Bosquejo | Lección 1 | ¿Por qué testificar? | Escuela Sabática Pr. Edison Choque

Bosquejo 1

Cuando haces planes de dar un regalo para alguna persona, puede ser su cumpleaños, un aniversario, o un regalo de Navidad y finalmente encuentras el regalo perfecto que es apropiado para la persona y el evento. Con gran expectativa, llega el día, el regalo es desenvuelto y esa persona especial queda encantada. Sin premeditación, arroja sus brazos a tu alrededor y te dice: “¡Muchísimas gracias!”
¿Quién tuvo la alegría mayor? ¿Tú o quien lo recibió? Por supuesto, ambos quedan entusiasmados, pero hay una satisfacción excepcional cuando damos algo valioso a otra persona. Cuando compartimos el regalo más precioso de todos, que es Jesucristo, un gozo puro llena nuestros corazones.
Sean todos bienvenidos al bosquejo de la lección de la Escuela Sabática.

Estamos en un nuevo trimestre y tenemos una nueva lección.
El título general de la lección de este trimestre es: “Haciendo amigos para Dios”
Y título de la lección de esta semana es: ¿Porque testificar?
En este primer bosquejo abordaremos apenas dos asuntos:

1. Por qué testificar

2. La motivación para la testificación.

I. Por qué testificar

La misión de la testificación consiste en contar la historia de la redención. Esta comienza con una declaración de la fidelidad de Dios y termina con el triunfo de su amor. Y esta testificación es por medio de los creyentes, Dios alcanza a sus hijos perdidos a través de aquellos que han experimentado su gracia.
Pero surge una pregunta aparentemente lógica: ¿Dios necesita de los seres humanos para testificar sobre él?
Es cierto que Dios no está limitado a la testificación de los seres humanos.
Él se ha revelado de diversas maneras,
Salmo 19:1 dice: “Los cielos cuenta la gloria de Dios, y el firmamento anuncia la obra de sus manos”
El diseño, el orden y la simetría del universo revelan un Dios diseñador de inteligencia infinita.
Además, el ministerio del Espíritu Santo en nuestro corazón crea un deseo de conocer a Dios. Juan 16:8 “Y cuando El venga, (esta hablando del Espíritu Santo) convencerá al mundo de pecado, de justicia y de juicio”
El Espíritu Santo persuadiendolos, y buscándonos permanentemente.
Si esto es cierto, entonces ¿por qué testificar? ¿Por qué no dejar que Dios haga su obra y la concluya?
Hay algunas razones fundamentales:

1. Nuestra testificación a otros llega a ser el mayor gozo de la vida. (3 Juan 1:4)
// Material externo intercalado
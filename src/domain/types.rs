// ==========================================
// 畜群月报 - 领域类型定义
// ==========================================
// 职责: 进出方向 / 性别 / 数据来源层级 / 年龄桶
// 红线: 年龄桶按性别不对称，顺序固定（报表列顺序）
// ==========================================

use serde::{Deserialize, Serialize};
use std::fmt;

// ==========================================
// 进出方向 (Direction)
// ==========================================
#[derive(Debug, Clone, Copy, PartialEq, Eq, Hash, Serialize, Deserialize)]
#[serde(rename_all = "SCREAMING_SNAKE_CASE")]
pub enum Direction {
    Entry, // 入场
    Exit,  // 出场
}

impl Direction {
    /// 数据库中 movement_type 可接受的编码（大写、去重音后比较）
    pub fn db_codes(&self) -> &'static [&'static str] {
        match self {
            Direction::Entry => &["ENTRY", "ENTRADA"],
            Direction::Exit => &["EXIT", "SAIDA"],
        }
    }
}

impl fmt::Display for Direction {
    fn fmt(&self, f: &mut fmt::Formatter<'_>) -> fmt::Result {
        match self {
            Direction::Entry => write!(f, "ENTRY"),
            Direction::Exit => write!(f, "EXIT"),
        }
    }
}

// ==========================================
// 性别 (Sex)
// ==========================================
// 无法判定时为 Unresolved，不做默认归类
#[derive(Debug, Clone, Copy, PartialEq, Eq, Hash, Serialize, Deserialize)]
#[serde(rename_all = "SCREAMING_SNAKE_CASE")]
pub enum Sex {
    Male,
    Female,
    Unresolved,
}

impl fmt::Display for Sex {
    fn fmt(&self, f: &mut fmt::Formatter<'_>) -> fmt::Result {
        match self {
            Sex::Male => write!(f, "MALE"),
            Sex::Female => write!(f, "FEMALE"),
            Sex::Unresolved => write!(f, "UNRESOLVED"),
        }
    }
}

// ==========================================
// 数据来源层级 (Source Tier)
// ==========================================
// 仅用于诊断，不参与分类逻辑
#[derive(Debug, Clone, Copy, PartialEq, Eq, PartialOrd, Ord, Hash, Serialize, Deserialize)]
#[serde(rename_all = "SCREAMING_SNAKE_CASE")]
pub enum SourceTier {
    Structured,      // 结构化进出场表
    InvoiceItem,     // 发票内嵌明细
    InvoiceLineItem, // 发票明细表
}

impl fmt::Display for SourceTier {
    fn fmt(&self, f: &mut fmt::Formatter<'_>) -> fmt::Result {
        match self {
            SourceTier::Structured => write!(f, "STRUCTURED"),
            SourceTier::InvoiceItem => write!(f, "INVOICE_ITEM"),
            SourceTier::InvoiceLineItem => write!(f, "INVOICE_LINE_ITEM"),
        }
    }
}

// ==========================================
// 年龄桶 (Age Bucket)
// ==========================================
// 母畜: 0-7 / 7-12 / 12-18 / 18-24 / 24+
// 公畜: 0-7 / 7-15 / 15-18 / 18-22 / 36+（22 个月以上全部归入 36+）
#[derive(Debug, Clone, Copy, PartialEq, Eq, PartialOrd, Ord, Hash, Serialize, Deserialize)]
pub enum AgeBucket {
    #[serde(rename = "femea_0-7")]
    Female0To7,
    #[serde(rename = "femea_7-12")]
    Female7To12,
    #[serde(rename = "femea_12-18")]
    Female12To18,
    #[serde(rename = "femea_18-24")]
    Female18To24,
    #[serde(rename = "femea_24+")]
    Female24Plus,
    #[serde(rename = "macho_0-7")]
    Male0To7,
    #[serde(rename = "macho_7-15")]
    Male7To15,
    #[serde(rename = "macho_15-18")]
    Male15To18,
    #[serde(rename = "macho_18-22")]
    Male18To22,
    #[serde(rename = "macho_36+")]
    Male36Plus,
}

impl AgeBucket {
    /// 报表列顺序（母畜在前，公畜在后）
    pub const ALL: [AgeBucket; 10] = [
        AgeBucket::Female0To7,
        AgeBucket::Female7To12,
        AgeBucket::Female12To18,
        AgeBucket::Female18To24,
        AgeBucket::Female24Plus,
        AgeBucket::Male0To7,
        AgeBucket::Male7To15,
        AgeBucket::Male15To18,
        AgeBucket::Male18To22,
        AgeBucket::Male36Plus,
    ];

    /// 列下标（与 ALL 一致）
    pub fn index(&self) -> usize {
        *self as usize
    }

    /// 报表列键
    pub fn key(&self) -> &'static str {
        match self {
            AgeBucket::Female0To7 => "femea_0-7",
            AgeBucket::Female7To12 => "femea_7-12",
            AgeBucket::Female12To18 => "femea_12-18",
            AgeBucket::Female18To24 => "femea_18-24",
            AgeBucket::Female24Plus => "femea_24+",
            AgeBucket::Male0To7 => "macho_0-7",
            AgeBucket::Male7To15 => "macho_7-15",
            AgeBucket::Male15To18 => "macho_15-18",
            AgeBucket::Male18To22 => "macho_18-22",
            AgeBucket::Male36Plus => "macho_36+",
        }
    }

    /// 报表表头中的区间文字（不含性别）
    pub fn range_label(&self) -> &'static str {
        match self {
            AgeBucket::Female0To7 | AgeBucket::Male0To7 => "0-7",
            AgeBucket::Female7To12 => "7-12",
            AgeBucket::Female12To18 => "12-18",
            AgeBucket::Female18To24 => "18-24",
            AgeBucket::Female24Plus => "24+",
            AgeBucket::Male7To15 => "7-15",
            AgeBucket::Male15To18 => "15-18",
            AgeBucket::Male18To22 => "18-22",
            AgeBucket::Male36Plus => "36+",
        }
    }

    pub fn sex(&self) -> Sex {
        if self.index() < 5 {
            Sex::Female
        } else {
            Sex::Male
        }
    }
}

impl fmt::Display for AgeBucket {
    fn fmt(&self, f: &mut fmt::Formatter<'_>) -> fmt::Result {
        write!(f, "{}", self.key())
    }
}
2. Cuanto más lo amemos, tanto más compartiremos su amor, cuanto más compartimos su amor, tanto más crece nuestro amor a él. (Juan 21:15)

3. Ganar almas fortalece nuestra fe. Elena de White dice en libro camino a Cristo: “Que aquellos que testifican del Señor, tendrán claras percepciones espirituales, una fe firme y creciente, y un acrecentado poder en la oración”
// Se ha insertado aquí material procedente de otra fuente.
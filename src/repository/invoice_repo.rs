// ==========================================
// 畜群月报 - 发票仓储
// ==========================================
// 表: invoice（抬头 + 内嵌明细原文）/ invoice_item（明细表）
// 红线: Repository 不含业务逻辑，明细原文交由引擎层解析
// ==========================================

use crate::db::{optional_column_expr, table_exists};
use crate::domain::movement::{DateRange, InvoiceHeader, MovementRecord};
use crate::domain::types::{Direction, SourceTier};
use crate::engine::sources::InvoiceSource;
use crate::repository::error::{RepositoryError, RepositoryResult};
use crate::repository::row_values::{value_as_f64, value_as_quantity, value_as_text};
use rusqlite::types::Value;
use rusqlite::{params, Connection, Row};
use std::sync::{Arc, Mutex};

/// 名称包含匹配的最少字符数（更短的过滤值只按对方编号精确匹配）
const MIN_NAME_MATCH_CHARS: usize = 3;

/// 对方匹配条件: 场点为空不过滤；否则按对方编号精确匹配或名称包含（不区分大小写）
///
/// ?1 为场点原文，?{pattern_param} 为已转义的 LIKE 模式（NULL 表示不按名称匹配）
fn counterparty_filter(pattern_param: usize) -> String {
    format!(
        r#"
    (?1 = ''
     OR counterparty_id = ?1
     OR LOWER(COALESCE(counterparty_name, '')) LIKE LOWER(?{}) ESCAPE '\')
"#,
        pattern_param
    )
}

/// 名称包含匹配的 LIKE 模式: 转义 \ % _，过短时返回 None
fn name_like_pattern(site_filter: &str) -> Option<String> {
    let trimmed = site_filter.trim();
    if trimmed.chars().count() < MIN_NAME_MATCH_CHARS {
        return None;
    }
    let mut pattern = String::with_capacity(trimmed.len() + 2);
    pattern.push('%');
    for ch in trimmed.chars() {
        if matches!(ch, '\\' | '%' | '_') {
            pattern.push('\\');
        }
        pattern.push(ch);
    }
    pattern.push('%');
    Some(pattern)
}

// ==========================================
// InvoiceRepository - 第二/三层数据源
// ==========================================
pub struct InvoiceRepository {
    conn: Arc<Mutex<Connection>>,
}

impl InvoiceRepository {
    /// 从已有连接创建仓储实例
    pub fn from_connection(conn: Arc<Mutex<Connection>>) -> Self {
        Self { conn }
    }

    /// 获取数据库连接
    fn get_conn(&self) -> RepositoryResult<std::sync::MutexGuard<Connection>> {
        self.conn
            .lock()
            .map_err(|e| RepositoryError::LockError(e.to_string()))
    }

    fn ensure_table(conn: &Connection, table: &str) -> RepositoryResult<()> {
        if table_exists(conn, table)? {
            Ok(())
        } else {
            Err(RepositoryError::MissingTable(table.to_string()))
        }
    }

    fn map_header(row: &Row<'_>) -> rusqlite::Result<InvoiceHeader> {
        Ok(InvoiceHeader {
            id: row.get(0)?,
            issue_date: value_as_text(row.get::<_, Value>(1)?),
            counterparty_id: value_as_text(row.get::<_, Value>(2)?),
            counterparty_name: value_as_text(row.get::<_, Value>(3)?),
            items_raw: value_as_text(row.get::<_, Value>(4)?),
        })
    }
}

impl InvoiceSource for InvoiceRepository {
    fn query_invoices(&self, range: &DateRange, site_filter: &str) -> RepositoryResult<Vec<InvoiceHeader>> {
        let conn = self.get_conn()?;
        Self::ensure_table(&conn, "invoice")?;

        let sql = format!(
            r#"
            SELECT id, issue_date, counterparty_id, counterparty_name, items
            FROM invoice
            WHERE date(issue_date) BETWEEN ?2 AND ?3
              AND {}
            ORDER BY id
            "#,
            counterparty_filter(4)
        );

        let mut stmt = conn.prepare(&sql)?;
        let rows = stmt.query_map(
            params![
                site_filter.trim(),
                range.start.format("%Y-%m-%d").to_string(),
                range.end.format("%Y-%m-%d").to_string(),
                name_like_pattern(site_filter),
            ],
            Self::map_header,
        )?;

        let mut headers = Vec::new();
        for row in rows {
            headers.push(row?);
        }
        Ok(headers)
    }

    fn recent_invoices(&self, site_filter: &str, limit: usize) -> RepositoryResult<Vec<InvoiceHeader>> {
        let conn = self.get_conn()?;
        Self::ensure_table(&conn, "invoice")?;

        // 按录入顺序（id）取最近，日期缺失的发票也能被捞到
        let sql = format!(
            r#"
            SELECT id, issue_date, counterparty_id, counterparty_name, items
            FROM invoice
            WHERE {}
            ORDER BY id DESC
            LIMIT ?2
            "#,
            counterparty_filter(3)
        );

        let mut stmt = conn.prepare(&sql)?;
        let rows = stmt.query_map(
            params![site_filter.trim(), limit as i64, name_like_pattern(site_filter)],
            Self::map_header,
        )?;

        let mut headers = Vec::new();
        for row in rows {
            headers.push(row?);
        }
        Ok(headers)
    }

    fn query_line_items(&self, invoice_id: i64) -> RepositoryResult<Vec<MovementRecord>> {
        let conn = self.get_conn()?;
        Self::ensure_table(&conn, "invoice_item")?;

        let age_label_expr = optional_column_expr(&conn, "invoice_item", "age_label");
        let birth_date_expr = optional_column_expr(&conn, "invoice_item", "birth_date");
        let sql = format!(
            r#"
            SELECT id, breed, sex, age_months, {}, {}, quantity
            FROM invoice_item
            WHERE invoice_id = ?1
            ORDER BY id
            "#,
            age_label_expr, birth_date_expr
        );

        let mut stmt = conn.prepare(&sql)?;
        let rows = stmt.query_map(params![invoice_id], |row| {
            let id: i64 = row.get(0)?;
            Ok(MovementRecord {
                direction: Direction::Entry,
                breed: value_as_text(row.get::<_, Value>(1)?).unwrap_or_default(),
                sex_raw: value_as_text(row.get::<_, Value>(2)?),
                sex_extra_raw: None,
                age_months_raw: value_as_f64(row.get::<_, Value>(3)?),
                age_label_raw: value_as_text(row.get::<_, Value>(4)?),
                birth_date: value_as_text(row.get::<_, Value>(5)?),
                quantity: value_as_quantity(row.get::<_, Value>(6)?),
                source_tier: SourceTier::InvoiceLineItem,
                source_ref: format!("invoice#{}/invoice_item#{}", invoice_id, id),
            })
        })?;

        let mut records = Vec::new();
        for row in rows {
            records.push(row?);
        }
        Ok(records)
    }
}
4. Cuando testificamos y hacemos la obra del Señor, crecemos espiritualmente. (1 Corintios 15:58)
El único modo de crecer en la gracia es haciendo desinteresadamente la obra que Cristo ha puesto en nuestras manos.
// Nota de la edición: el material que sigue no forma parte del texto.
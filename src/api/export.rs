// ==========================================
// 畜群月报 - 矩阵表格导出
// ==========================================
// 表头两行: 第一行性别分组 (FÊMEAS / MACHOS)，第二行年龄区间
// 数据行: 每个品种一行（字母序），末尾合计行
// ==========================================

use crate::api::dto::BulletinReport;
use crate::domain::types::{AgeBucket, Sex};
use std::io::Write;

/// 第一列表头
pub const BREED_HEADER: &str = "RAÇA / BREED";

/// 合计列表头
pub const TOTAL_HEADER: &str = "TOTAL";

impl BulletinReport {
    /// 表格形状的行（含两行表头与合计行），每行列数一致
    pub fn table_rows(&self) -> Vec<Vec<String>> {
        let mut table = Vec::with_capacity(self.rows.len() + 3);

        let mut group_header = vec![String::new()];
        group_header.extend(AgeBucket::ALL.iter().map(|b| {
            let group = match b.sex() {
                Sex::Female => "FÊMEAS / FEMALES",
                _ => "MACHOS / MALES",
            };
            group.to_string()
        }));
        group_header.push(String::new());
        table.push(group_header);

        let mut range_header = vec![BREED_HEADER.to_string()];
        range_header.extend(AgeBucket::ALL.iter().map(|b| b.range_label().to_string()));
        range_header.push(TOTAL_HEADER.to_string());
        table.push(range_header);

        for row in self.rows.iter().chain(std::iter::once(&self.totals)) {
            let mut line = vec![row.breed.clone()];
            line.extend(row.counts.iter().map(|c| c.to_string()));
            line.push(row.total.to_string());
            table.push(line);
        }

        table
    }

    /// 以 CSV 写出矩阵
    pub fn write_csv<W: Write>(&self, writer: W) -> Result<(), csv::Error> {
        let mut wtr = csv::Writer::from_writer(writer);
        for line in self.table_rows() {
            wtr.write_record(&line)?;
        }
        wtr.flush()?;
        Ok(())
    }
}
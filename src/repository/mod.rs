// ==========================================
// 畜群月报 - 数据仓储层
// ==========================================
// 职责: 三层数据源的只读访问
// 红线: Repository 不含业务逻辑
// ==========================================

pub mod error;
pub mod invoice_repo;
pub mod movement_repo;
pub mod row_values;

// 重导出
pub use error::{RepositoryError, RepositoryResult};
pub use invoice_repo::InvoiceRepository;
pub use movement_repo::StructuredMovementRepository;
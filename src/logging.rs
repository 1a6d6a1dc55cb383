// ==========================================
// 日志系统初始化
// ==========================================
// 使用 tracing 和 tracing-subscriber
// 支持环境变量配置日志级别与格式
// 日志写入 stderr，stdout 留给月报输出
// ==========================================

use tracing_subscriber::{fmt, EnvFilter};

/// 日志格式环境变量（取值 json 时输出结构化 JSON）
pub const LOG_FORMAT_ENV: &str = "HERD_BULLETIN_LOG_FORMAT";

/// 初始化日志系统
///
/// # 环境变量
/// - RUST_LOG: 日志级别过滤器（默认: info）
///   例如: RUST_LOG=debug 或 RUST_LOG=herd_bulletin=trace
/// - HERD_BULLETIN_LOG_FORMAT: json 时输出 JSON 行
///
/// # 示例
/// ```no_run
/// use herd_bulletin::logging;
/// logging::init();
/// ```
pub fn init() {
    // 从环境变量读取日志级别，默认为 info
    let filter = EnvFilter::try_from_default_env().unwrap_or_else(|_| EnvFilter::new("info"));

    let json = std::env::var(LOG_FORMAT_ENV)
        .map(|v| v.trim().eq_ignore_ascii_case("json"))
        .unwrap_or(false);

    let builder = fmt()
        .with_env_filter(filter)
        .with_writer(std::io::stderr)
        .with_target(true)
        .with_thread_ids(false)
        .with_line_number(true);

    // 重复初始化时忽略
    let _ = if json {
        builder.json().try_init()
    } else {
        builder.try_init()
    };
}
Hay una declaración impresionante de Elena G. de White en relación a este tema, e esta en la lección de esta semana:
“Dios podría haber alcanzado su objetivo de salvar a los pecadores sin nuestra ayuda; pero, para que podamos desarrollar un carácter como el de Cristo, debemos participar en su obra. Con el fin de entrar en su gozo” (DTG 116).